[druid-user] load patterns suitable for simple clustered deployment


I am examining Druid and need to get a sense of the cost involved in running a cluster on AWS.

I was looking at the deployment specification suggested in Druid’s documentation:

Could any one give some general examples of load-patterns (in terms of ingestion rate & querying size rate) that this ‘simple cluster’ will be comfortable with?
I understand that there are many factors that come into play here, but I really need just a very general idea.


Hi Baral!

You are absolutely right about the number of factors!

For example, with a row-throughput of about 10,000 rows per second per core, you would need 10 cores dedicated to ingestion in the MiddleManagers to handle 100,000 rows per second. MMs also handle real-time queries, so extra cores are needed for that, too.

Sizing the historical servers is a matter of how much you want to store (disk space), the replication factor (usually 2), and then the processing power comes down to how many queries you intend to have running in parallel, the number of segments that each query covers, and the length of time that each segment takes to be processed.
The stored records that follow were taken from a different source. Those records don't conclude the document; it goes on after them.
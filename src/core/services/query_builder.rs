use std::collections::BTreeMap;

use chrono::SecondsFormat;

use crate::core::models::criteria::{SearchCriteria, SearchMode};
use crate::core::models::query::{BoolQuery, QueryClause, QueryRoot, StructuredQuery, DOCS_PER_SEARCH};

/// Fields the hostname pattern is matched against, in clause order.
const HOSTNAME_FIELDS: [&str; 3] = ["hostname", "details.dhost", "details.hostname"];

/// Translate search criteria into the backend query document.
///
/// Pure and deterministic: no I/O, and the same criteria always produce
/// an identical document. The hostname pattern is interpolated into the
/// query-string clauses verbatim; a malformed regexp surfaces as a
/// backend query error, not a local one.
pub fn build_query(criteria: &SearchCriteria) -> StructuredQuery {
    let mut boolean = BoolQuery {
        minimum_should_match: 1,
        ..Default::default()
    };

    boolean.must.push(QueryClause::range_within(
        "utctimestamp",
        criteria.start.to_rfc3339_opts(SecondsFormat::Secs, true),
        criteria.end.to_rfc3339_opts(SecondsFormat::Secs, true),
    ));

    if let Some(pattern) = &criteria.hostname_pattern {
        for field in HOSTNAME_FIELDS {
            boolean
                .should
                .push(QueryClause::query_string(format!("{field}: /{pattern}/")));
        }
    }

    match criteria.mode {
        SearchMode::Audit => {
            boolean.must.push(QueryClause::match_field("_type", "auditd"));
        }
        SearchMode::Syslog => {
            boolean.must.push(QueryClause::match_field("_type", "event"));
            boolean
                .must
                .push(QueryClause::match_field("category", "syslog"));
        }
    }

    StructuredQuery {
        from: 0,
        size: DOCS_PER_SEARCH,
        sort: BTreeMap::from([("utctimestamp".to_string(), "asc".to_string())]),
        query: QueryRoot { boolean },
    }
}

#[cfg(test)]
mod tests {
    use super::*;
    use chrono::{DateTime, NaiveDateTime, Utc};
    use serde_json::json;

    fn ts(s: &str) -> DateTime<Utc> {
        NaiveDateTime::parse_from_str(s, "%Y-%m-%d %H:%M:%S")
            .unwrap()
            .and_utc()
    }

    fn criteria(mode: SearchMode, pattern: Option<&str>) -> SearchCriteria {
        SearchCriteria::new(
            ts("2016-01-01 00:00:00"),
            ts("2016-01-02 12:00:00"),
            mode,
            pattern.map(String::from),
        )
        .unwrap()
    }

    #[test]
    fn audit_query_has_range_and_type_clause() {
        let query = build_query(&criteria(SearchMode::Audit, None));
        assert_eq!(query.from, 0);
        assert_eq!(query.size, DOCS_PER_SEARCH);
        assert_eq!(query.sort.get("utctimestamp").unwrap(), "asc");

        let must = &query.query.boolean.must;
        assert_eq!(must.len(), 2);
        assert_eq!(
            serde_json::to_value(&must[0]).unwrap(),
            json!({"range": {"utctimestamp": {
                "gte": "2016-01-01T00:00:00Z",
                "lte": "2016-01-02T12:00:00Z"
            }}})
        );
        assert_eq!(
            serde_json::to_value(&must[1]).unwrap(),
            json!({"match": {"_type": "auditd"}})
        );
    }

    #[test]
    fn syslog_query_requires_type_and_category() {
        let query = build_query(&criteria(SearchMode::Syslog, None));
        let must = &query.query.boolean.must;
        assert_eq!(must.len(), 3);
        assert_eq!(
            serde_json::to_value(&must[1]).unwrap(),
            json!({"match": {"_type": "event"}})
        );
        assert_eq!(
            serde_json::to_value(&must[2]).unwrap(),
            json!({"match": {"category": "syslog"}})
        );
    }

    #[test]
    fn no_pattern_means_no_should_clauses() {
        let query = build_query(&criteria(SearchMode::Audit, None));
        assert!(query.query.boolean.should.is_empty());
        assert_eq!(query.query.boolean.minimum_should_match, 1);
    }

    #[test]
    fn pattern_adds_three_should_clauses() {
        let query = build_query(&criteria(SearchMode::Audit, Some("web.*")));
        let should = &query.query.boolean.should;
        assert_eq!(should.len(), 3);
        assert_eq!(query.query.boolean.minimum_should_match, 1);
        assert_eq!(
            serde_json::to_value(&should[0]).unwrap(),
            json!({"query_string": {"query": "hostname: /web.*/"}})
        );
        assert_eq!(
            serde_json::to_value(&should[1]).unwrap(),
            json!({"query_string": {"query": "details.dhost: /web.*/"}})
        );
        assert_eq!(
            serde_json::to_value(&should[2]).unwrap(),
            json!({"query_string": {"query": "details.hostname: /web.*/"}})
        );
    }

    #[test]
    fn building_twice_is_deterministic() {
        let c = criteria(SearchMode::Syslog, Some("bastion[0-9]+"));
        let a = serde_json::to_value(build_query(&c)).unwrap();
        let b = serde_json::to_value(build_query(&c)).unwrap();
        assert_eq!(a, b);
    }
}
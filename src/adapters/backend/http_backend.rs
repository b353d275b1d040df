use serde::Deserialize;

use crate::core::errors::{Result, SearchError};
use crate::core::models::page::SearchPage;
use crate::core::models::query::StructuredQuery;
use crate::core::traits::search_backend::SearchBackend;

/// Port used when the configured host does not name one.
const DEFAULT_ES_PORT: u16 = 9200;

/// HTTP implementation of [`SearchBackend`] against an
/// Elasticsearch-compatible endpoint.
///
/// Each search POSTs the query document to
/// `<base>/<index>/<doctype>/_search` and blocks on a current-thread
/// runtime until the page arrives. No request timeout is set: the run
/// waits for the backend or fails on a connection error.
pub struct HttpBackend {
    base_url: String,
    runtime: tokio::runtime::Runtime,
    client: reqwest::Client,
}

impl HttpBackend {
    pub fn new(eshost: &str) -> Result<Self> {
        let runtime = tokio::runtime::Builder::new_current_thread()
            .enable_all()
            .build()
            .map_err(|e| SearchError::BackendUnavailable {
                reason: format!("failed to create async runtime: {e}"),
            })?;

        let client = reqwest::Client::builder()
            .user_agent(format!("mozdefsearch/{}", env!("CARGO_PKG_VERSION")))
            .build()
            .map_err(|e| SearchError::BackendUnavailable {
                reason: format!("failed to create HTTP client: {e}"),
            })?;

        Ok(Self {
            base_url: base_url_for(eshost),
            runtime,
            client,
        })
    }
}

/// Envelope of an Elasticsearch search response; only the hit sources
/// are of interest.
#[derive(Debug, Deserialize)]
struct SearchResponse {
    hits: SearchHits,
}

#[derive(Debug, Deserialize)]
struct SearchHits {
    #[serde(default)]
    hits: Vec<SearchHit>,
}

#[derive(Debug, Deserialize)]
struct SearchHit {
    #[serde(rename = "_source")]
    source: serde_json::Value,
}

impl SearchBackend for HttpBackend {
    fn search(&self, index: &str, doctype: &str, query: &StructuredQuery) -> Result<SearchPage> {
        let url = format!("{}/{}/{}/_search", self.base_url, index, doctype);
        self.runtime.block_on(async {
            let resp = self
                .client
                .post(&url)
                .json(query)
                .send()
                .await
                .map_err(|e| SearchError::RequestFailed {
                    index: index.to_string(),
                    reason: e.to_string(),
                })?;

            if !resp.status().is_success() {
                return Err(SearchError::RequestFailed {
                    index: index.to_string(),
                    reason: format!("backend returned status {}", resp.status()),
                });
            }

            let body: SearchResponse =
                resp.json().await.map_err(|e| SearchError::RequestFailed {
                    index: index.to_string(),
                    reason: format!("malformed search response: {e}"),
                })?;

            Ok(SearchPage {
                hits: body.hits.hits.into_iter().map(|h| h.source).collect(),
            })
        })
    }
}

/// Normalize the configured host into a base URL. A bare hostname gets
/// the conventional Elasticsearch port; an explicit port or scheme is
/// respected.
fn base_url_for(eshost: &str) -> String {
    if eshost.contains("://") {
        eshost.trim_end_matches('/').to_string()
    } else if eshost.contains(':') {
        format!("http://{eshost}")
    } else {
        format!("http://{eshost}:{DEFAULT_ES_PORT}")
    }
}
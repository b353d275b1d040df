use crate::core::models::criteria::SearchMode;
use crate::core::models::event::Event;

/// Timestamp prefix for every rendered line.
const TIMESTAMP_FORMAT: &str = "%Y-%m-%d %H:%M:%S";

/// Format the result set as one human-readable line per event, in
/// result order (backend sort order: ascending utctimestamp within each
/// index, indices in chronological order).
pub fn render(events: &[Event], mode: SearchMode) -> Vec<String> {
    events
        .iter()
        .map(|event| match mode {
            SearchMode::Audit => audit_line(event),
            SearchMode::Syslog => syslog_line(event),
        })
        .collect()
}

fn audit_line(event: &Event) -> String {
    let mut descriptor = String::from("unknown audit event");
    if event.category == "execve" {
        let origuser = if event.details.originaluser.is_empty() {
            "none"
        } else {
            event.details.originaluser.as_str()
        };
        descriptor = format!("[execve] ({}/{})", origuser, event.details.user);
        if !event.details.command.is_empty() {
            descriptor.push_str(&format!(" command:{:?}", event.details.command));
        }
        if !event.details.processname.is_empty() {
            descriptor.push_str(&format!(" proc:{:?}", event.details.processname));
        }
        if !event.details.path.is_empty() {
            descriptor.push_str(&format!(" path:{:?}", event.details.path));
        }
    }
    format!(
        "{} {} {}",
        event.timestamp.format(TIMESTAMP_FORMAT),
        event.hostname,
        descriptor
    )
}

fn syslog_line(event: &Event) -> String {
    let descriptor = if event.summary.is_empty() {
        "[syslog] unknown syslog event".to_string()
    } else {
        format!("[syslog] {}", event.summary)
    };
    format!(
        "{} {} {}",
        event.timestamp.format(TIMESTAMP_FORMAT),
        event.details.hostname,
        descriptor
    )
}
You usually have three master nodes for redundancy in a production environment, and then one or more brokers and one or more routers. They’re not very big machines usually so like m series until you get a lot of segments when you’ll need more memory.

It is therefore often better to work backwards from data size and query performance requirements in order to size a cluster, and companies like Imply will help you go through a more formal exercise to help you work it out.